7. Conclusions
Cell division checkpoints and non-PEXEL protein export in Plasmodium falciparum-infected human RBCs are the two aspects that need to be pondered in apicomplexan cell biology. In this review, we have summarised the uncanny nature of a parasite ribosomal stalk protein P2 which appears to translocate to the infected RBC (iRBC) surface and seems to be involved in the regulation of parasite nuclear division at the initial stage. P2 being a non-PEXEL protein, requires prior oligomerization before trafficking to the iRBC surface which indicates that for non-PEXEL protein export, oligomerization might be one of the prerequisite steps in the cascade of molecular events of non-PEXEL protein trafficking in iRBCs.
Functional inhibition of P2 oligomers on the iRBC surface either by using monoclonal antibodies or by genetic knockdown resulted in the nuclear division arrest of the parasites which possibly suggests that the P2 oligomers might be involved as a checkpoint regulator or simply as a gatekeeper at the initial stage of nuclear division.
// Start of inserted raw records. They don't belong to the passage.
#[cfg(test)]
mod tests {
    use super::*;
    use crate::gemini::GeminiError;
    use std::collections::VecDeque;
    use std::sync::Mutex;

    /// Replays scripted responses in call order and records the prompts it saw.
    struct MockGenerator {
        responses: Mutex<VecDeque<Result<String, GeminiError>>>,
        prompts: Mutex<Vec<String>>,
    }

    impl MockGenerator {
        fn new(responses: Vec<Result<String, GeminiError>>) -> Self {
            Self {
                responses: Mutex::new(responses.into()),
                prompts: Mutex::new(Vec::new()),
            }
        }

        fn texts(texts: &[&str]) -> Self {
            Self::new(texts.iter().map(|t| Ok(t.to_string())).collect())
        }

        fn captured_prompts(&self) -> Vec<String> {
            self.prompts.lock().unwrap().clone()
        }
    }

    impl TextGenerator for MockGenerator {
        async fn generate(&self, prompt: &str) -> Result<String, GeminiError> {
            self.prompts.lock().unwrap().push(prompt.to_string());
            self.responses
                .lock()
                .unwrap()
                .pop_front()
                .unwrap_or(Err(GeminiError::RateLimited))
        }
    }

    struct SlowGenerator;

    impl TextGenerator for SlowGenerator {
        async fn generate(&self, _prompt: &str) -> Result<String, GeminiError> {
            tokio::time::sleep(Duration::from_secs(5)).await;
            Ok("{}".into())
        }
    }

    fn response_json(target: Option<u64>, queries: &[&str]) -> String {
        let items: Vec<Value> = queries
            .iter()
            .map(|q| {
                serde_json::json!({
                    "query": q,
                    "type": "related",
                    "user_intent": "learn",
                    "reasoning": "because",
                    "routing_format": "web_article",
                    "format_reason": "general reading"
                })
            })
            .collect();
        serde_json::json!({
            "generation_details": {
                "target_query_count": target,
                "reasoning_for_count": "test plan"
            },
            "expanded_queries": items
        })
        .to_string()
    }

    fn lookups(items: &[&str]) -> Vec<String> {
        items.iter().map(|s| s.to_string()).collect()
    }

    fn complex() -> BatchOptions {
        BatchOptions {
            mode: Mode::Complex,
            ..BatchOptions::default()
        }
    }

    #[tokio::test]
    async fn one_failure_does_not_abort_batch() {
        let ok = response_json(Some(1), &["x"]);
        let mock = MockGenerator::new(vec![
            Ok(ok.clone()),
            Ok(ok.clone()),
            Err(GeminiError::Api {
                code: 500,
                message: "boom".into(),
            }),
            Ok(ok.clone()),
        ]);

        let outcome = run_batch(&mock, &lookups(&["a", "b", "c", "d"]), &complex(), |_| {}).await;

        assert_eq!(outcome.errors.len(), 1);
        assert_eq!(outcome.errors[0].lookup_query, "c");
        assert!(outcome.errors[0].error.contains("boom"));
        let tagged: Vec<_> = outcome.rows.iter().map(|r| r.lookup_query.as_str()).collect();
        assert_eq!(tagged, ["a", "b", "d"]);
        assert_eq!(outcome.plans.len(), 3);
        assert!(!outcome.all_failed());
    }

    #[tokio::test]
    async fn mixed_valid_and_malformed_responses() {
        let fenced = format!(
            "```json\n{}\n```",
            response_json(Some(5), &["q1", "q2", "q3", "q4", "q5"])
        );
        let mock = MockGenerator::texts(&[fenced.as_str(), "I cannot produce JSON today."]);

        let outcome = run_batch(&mock, &lookups(&["a", "b"]), &complex(), |_| {}).await;

        assert_eq!(outcome.rows.len(), 5);
        assert!(outcome.rows.iter().all(|r| r.lookup_query == "a"));
        let order: Vec<_> = outcome.rows.iter().map(|r| r.query.query.as_str()).collect();
        assert_eq!(order, ["q1", "q2", "q3", "q4", "q5"]);

        assert_eq!(outcome.errors.len(), 1);
        assert_eq!(outcome.errors[0].lookup_query, "b");
        assert_eq!(
            outcome.errors[0].raw_response.as_deref(),
            Some("I cannot produce JSON today.")
        );

        assert_eq!(outcome.plans.len(), 1);
        assert_eq!(outcome.plans[0].lookup_query, "a");
        assert!(!outcome.plans[0].count_mismatch);
    }

    #[tokio::test]
    async fn count_mismatch_is_flagged_in_summary() {
        let nine: Vec<String> = (0..9).map(|i| format!("q{i}")).collect();
        let nine: Vec<&str> = nine.iter().map(String::as_str).collect();
        let body = response_json(Some(12), &nine);
        let mock = MockGenerator::texts(&[body.as_str()]);

        let outcome = run_batch(&mock, &lookups(&["a"]), &complex(), |_| {}).await;

        let plan = &outcome.plans[0];
        assert_eq!(plan.target_query_count, Some(serde_json::json!(12)));
        assert_eq!(plan.generated_count, 9);
        assert!(plan.count_mismatch);
        assert_eq!(outcome.mismatches().count(), 1);
    }

    #[tokio::test]
    async fn plan_recorded_even_when_no_queries() {
        let body = response_json(Some(0), &[]);
        let mock = MockGenerator::texts(&[body.as_str()]);

        let outcome = run_batch(&mock, &lookups(&["a"]), &complex(), |_| {}).await;

        assert!(outcome.is_empty());
        assert!(outcome.errors.is_empty());
        assert_eq!(outcome.plans.len(), 1);
        assert_eq!(outcome.plans[0].generated_count, 0);
        assert!(!outcome.all_failed());
    }

    #[tokio::test]
    async fn model_key_cannot_retag_row() {
        let mock = MockGenerator::texts(&[
            r#"{"expanded_queries":[{"query":"x","lookup_query":"hijacked"}]}"#,
        ]);

        let outcome = run_batch(&mock, &lookups(&["real"]), &complex(), |_| {}).await;

        let json = serde_json::to_string(&outcome.rows[0]).unwrap();
        let row: Value = serde_json::from_str(&json).unwrap();
        assert_eq!(row["lookup_query"], "real");
        assert_eq!(row["model_lookup_query"], "hijacked");
    }

    #[test]
    fn target_text_unquotes_strings() {
        let mut plan = PlanSummary {
            lookup_query: "a".into(),
            target_query_count: Some(serde_json::json!("twelve")),
            reasoning_for_count: String::new(),
            generated_count: 0,
            count_mismatch: false,
        };
        assert_eq!(plan.target_text().as_deref(), Some("twelve"));
        plan.target_query_count = Some(serde_json::json!(12));
        assert_eq!(plan.target_text().as_deref(), Some("12"));
        plan.target_query_count = None;
        assert_eq!(plan.target_text(), None);
    }

    #[tokio::test]
    async fn all_failed_is_distinguishable() {
        let mock = MockGenerator::texts(&["nope", "still nope"]);

        let outcome = run_batch(&mock, &lookups(&["a", "b"]), &complex(), |_| {}).await;

        assert!(outcome.is_empty());
        assert!(outcome.all_failed());
        assert!(outcome.plans.is_empty());
    }

    #[tokio::test]
    async fn progress_counts_completed_lookups() {
        let ok = response_json(Some(1), &["x"]);
        let mock = MockGenerator::texts(&[ok.as_str(), "bad", ok.as_str()]);
        let mut seen = Vec::new();

        run_batch(&mock, &lookups(&["a", "b", "c"]), &complex(), |p| {
            seen.push((p.completed, p.fraction(), p.lookup_query.to_string(), p.status));
        })
        .await;

        assert_eq!(seen.len(), 3);
        assert_eq!(seen[0].0, 1);
        assert_eq!(seen[1].2, "b");
        assert_eq!(seen[1].3, LookupStatus::Failed);
        assert_eq!(seen[2].3, LookupStatus::Succeeded { generated: 1 });
        assert!((seen[2].1 - 1.0).abs() < f64::EPSILON);
        assert!((seen[0].1 - 1.0 / 3.0).abs() < 1e-9);
    }

    #[tokio::test]
    async fn prompts_follow_input_order_and_mode() {
        let ok = response_json(Some(1), &["x"]);
        let mock = MockGenerator::texts(&[ok.as_str(), ok.as_str()]);
        let options = BatchOptions {
            mode: Mode::Simple,
            variant: PromptVariant::Standard,
            ..BatchOptions::default()
        };

        let outcome = run_batch(&mock, &lookups(&["first", "second"]), &options, |_| {}).await;

        let prompts = mock.captured_prompts();
        assert_eq!(prompts.len(), 2);
        assert!(prompts[0].contains("\"first\""));
        assert!(prompts[1].contains("\"second\""));
        assert!(prompts[0].contains(Mode::Simple.label()));
        assert_eq!(outcome.variant, PromptVariant::Standard);
    }

    #[tokio::test]
    async fn blank_lookup_is_recorded_without_calling_model() {
        let ok = response_json(Some(1), &["x"]);
        let mock = MockGenerator::texts(&[ok.as_str()]);

        let outcome = run_batch(&mock, &lookups(&["   ", "a"]), &complex(), |_| {}).await;

        assert_eq!(mock.captured_prompts().len(), 1);
        assert_eq!(outcome.errors.len(), 1);
        assert!(outcome.errors[0].error.contains("empty"));
        assert_eq!(outcome.rows.len(), 1);
        assert_eq!(outcome.rows[0].lookup_query, "a");
    }

    #[tokio::test]
    async fn lookup_timeout_is_a_per_item_failure() {
        let options = BatchOptions {
            lookup_timeout: Duration::from_millis(50),
            ..complex()
        };

        let outcome = run_batch(&SlowGenerator, &lookups(&["a"]), &options, |_| {}).await;

        assert_eq!(outcome.errors.len(), 1);
        assert!(outcome.errors[0].error.contains("timed out"));
    }

    #[tokio::test]
    async fn empty_batch_completes_immediately() {
        let mock = MockGenerator::texts(&[]);
        let outcome = run_batch(&mock, &[], &complex(), |_| panic!("no progress expected")).await;
        assert_eq!(outcome.total_lookups, 0);
        assert!(!outcome.all_failed());
    }
}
Oligomeric P2 on the iRBC surface appears to form a channel protein complex either independently or in association with other parasite proteins to perform a regulatory role during parasite nuclear division. These serendipitous findings of the uncanny nature of P2 protein in malaria parasites offer to explore more about non-ribosomal indefensible functions of ribosomal proteins in apicomplexan parasites and certainly, the molecular role of P2 oligomers in the regulation of parasite nuclear division are being looked at towards a better fundamental understanding about cell division checkpoints and the possibility to inhibit the function of P2 oligomers using small molecules in iRBCs.